Part XXI: Camouflage

1.3K 60 0
                                    

"Alfi, ini Teh Sinta," kata Anis memperkenalkan Sinta pada adiknya. "Cantik ya, Fi?"

"Iya meni geulis, Teh," jawab Alfi sembari meraih punggung tangan Sinta, hendak menciumnya. Namun Sinta buru-buru menolak.

"Ih, jangan," Sinta tersenyum. Tak ada alasan baginya untuk berlaku tak ramah pada Alfi. Karena Sinta pikir, Alfi bukan bagian dari Para Pendusta.

Mereka bertiga akan berbelanja ke Pasar. Sebelum mereka pergi, Kamal memberi uang Rp. 200.000,- untuk masing-masing istri.

"Nanti aku titip belikan kaus di Indomaret ya, Dek, aku gak ada kaus bersih nih," pinta Kamal kepada Sinta.

"Iya, insyâ Allâh," jawab Sinta.

Sinta, Anis, dan Alfi pun berangkat ke pasar dengan Anis yang mengendarai mobilnya.

Di pasar, uang 200.000 jatah berbelanja Anis habis seketika, bahkan ada beberapa bahan makanan yang dibayar menggunakan uang Sinta. Padahal biasanya Sinta menggunakan uang sebanyak itu untuk makan hampir sepekan.

Ketika mampir untuk membeli kaus pesanan Kamal di Indomaret, Anis membeli test pack.

🌸🌸🌸

Sepulangnya dari pasar, mereka disambut Kamal. Dengan sigap dia langsung membantu Anis di dapur. Aduhai.. Hal ini tak pernah Kamal lakukan justru setelah mereka memiliki anak ketiga.

Kamal dengan telaten mengupas bawang dan membuang plastik sampah yang sudah penuh ke depan rumah. Padahal ketika di kontrakan, sampah-sampah sering Kamal timbun karena saking malasnya membuangnya. Banyak saja alasannya, padahal tempat pembuangan sampah tak jauh dari kontrakan. Akhirnya lagi-lagi, Sinta yang harus membuang.

"Nis, kita gak punya plastik sampah," ujar Kamal sembari melapisi tempat sampah bundar menggunakan plastik. Sejak kapan dia perhatian tentang keberadaan plastik untuk alas sampah?? Di rumahnya sendiri mana pernah dia peduli akan hal receh seperti itu!

Setelahnya, Kamal melanjutkan mencuci piring. Yâssalâm.. Mau adil bagaimana kau, Kamal? Di rumah sendiri pun tak pernah kau lakukan!

"Coba di rumah kamu kayak gini juga," Sinta berkata datar melihat Kamal yang kerajinan.

"Iya kan ini rumah Anis, Dek. Kita kan tamu, jadi harus rajin bantu-bantu," Kamal kembali mengeluarkan jurus '1001 Alasan'.

Dia lalu membantu Anis membuat es batu.
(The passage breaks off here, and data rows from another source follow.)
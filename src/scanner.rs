use crate::{
    classify::classify_export,
    component::ComponentDescriptor,
    config::GenerationConfig,
    error::Result,
    filter::{matches_extension, DirectoryFilter},
    name::derive_component_name,
};
use serde::Serialize;
use std::cmp::Ordering;
use std::fs;
use std::path::{Path, PathBuf};
use tracing::{debug, trace};
use walkdir::{DirEntry, WalkDir};

/// Statistics collected while scanning one root.
#[derive(Debug, Default, Clone)]
pub(crate) struct ScanStats {
    /// Files visited
    files_seen: usize,

    /// Files matching an extension
    candidates: usize,

    /// Candidates dropped because they could not be read as UTF-8
    unreadable: usize,

    /// Walk errors (permissions, vanished entries)
    walk_errors: usize,
}

/// Components found in one scanned root.
#[derive(Debug, Clone, PartialEq, Eq, Serialize)]
pub struct RootScan {
    /// The scanned root folder
    pub root: PathBuf,

    /// Components in traversal order
    pub components: Vec<ComponentDescriptor>,
}

/// Scan output for a set of roots, in the order they were given.
///
/// Every scanned root has an entry, including roots with no components and
/// roots that do not exist, so "scanned and empty" is distinguishable from
/// "not scanned".
#[derive(Debug, Clone, Default, PartialEq, Eq, Serialize)]
#[serde(transparent)]
pub struct ScanResult {
    roots: Vec<RootScan>,
}

impl ScanResult {
    /// Creates an empty result.
    #[must_use]
    pub const fn new() -> Self {
        Self { roots: Vec::new() }
    }

    /// Appends a root. Returns false and keeps the earlier entry if the root
    /// is already present.
    pub fn insert(&mut self, root: impl Into<PathBuf>, components: Vec<ComponentDescriptor>) -> bool {
        let root = root.into();
        if self.contains_root(&root) {
            return false;
        }
        self.roots.push(RootScan { root, components });
        true
    }

    /// Components of `root`, or `None` if it was not scanned.
    #[must_use]
    pub fn get(&self, root: &Path) -> Option<&[ComponentDescriptor]> {
        self.roots
            .iter()
            .find(|entry| entry.root == root)
            .map(|entry| entry.components.as_slice())
    }

    /// Returns true if `root` was scanned.
    #[must_use]
    pub fn contains_root(&self, root: &Path) -> bool {
        self.roots.iter().any(|entry| entry.root == root)
    }

    /// Iterates roots in insertion order.
    pub fn iter(&self) -> impl Iterator<Item = &RootScan> {
        self.roots.iter()
    }

    /// Number of scanned roots.
    #[must_use]
    pub fn len(&self) -> usize {
        self.roots.len()
    }

    /// Returns true if no root was scanned.
    #[must_use]
    pub fn is_empty(&self) -> bool {
        self.roots.is_empty()
    }

    /// Number of components across all roots.
    #[must_use]
    pub fn total_components(&self) -> usize {
        self.roots.iter().map(|entry| entry.components.len()).sum()
    }
}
Haloo?? Sebelum Sinta meninggalkan rumah untuk mudik kemarin, dia menyempatkan diri untuk membuat es batu, es kopi, dan es teh kesukaan Kamal. Jangankan membantu membuat es batu, es-es lainnya saja mana mau Kamal bantu!

🌸🌸🌸

Hidangan telah matang, mereka pun makan. Dengan telaten Anis melayani suaminya. Menghidangkan nasi, lauk, dan air putih. Ya, air putih-lah yang selalu terlupa oleh Sinta setiap kali dia menghidangkan makanan untuk suaminya.

Seusai makan, Kamal beranjak akan mencuci tangan. Seperti yang sering dia lakukan dalam pernikahannya dengan Sinta, Kamal tidak membawa serta piring kotornya bersamanya, padahal dia menuju ke tempat yang sama dengan si piring kotor. Walhasil,

"Eh, ini dong piring kotornya sekalian!" Perintah Anis keberatan. Dia masih makan.

"Oh iya," respon Kamal sekenanya.

"Ih kamu berani nyuruh suami ya.. Aku mah gak pernah nyuruh-nyuruh suami," tukas Sinta tersenyum, bahagia melihat Kamal akhirnya diperlakukan selayaknya manusia. Haha!

"Ya memang suami harus membantu istrinya di rumah lah," jawaban Anis sungguh sangat menyenangkan hati Sinta, sedang Kamal hanya diam seribu bahasa. Tumben!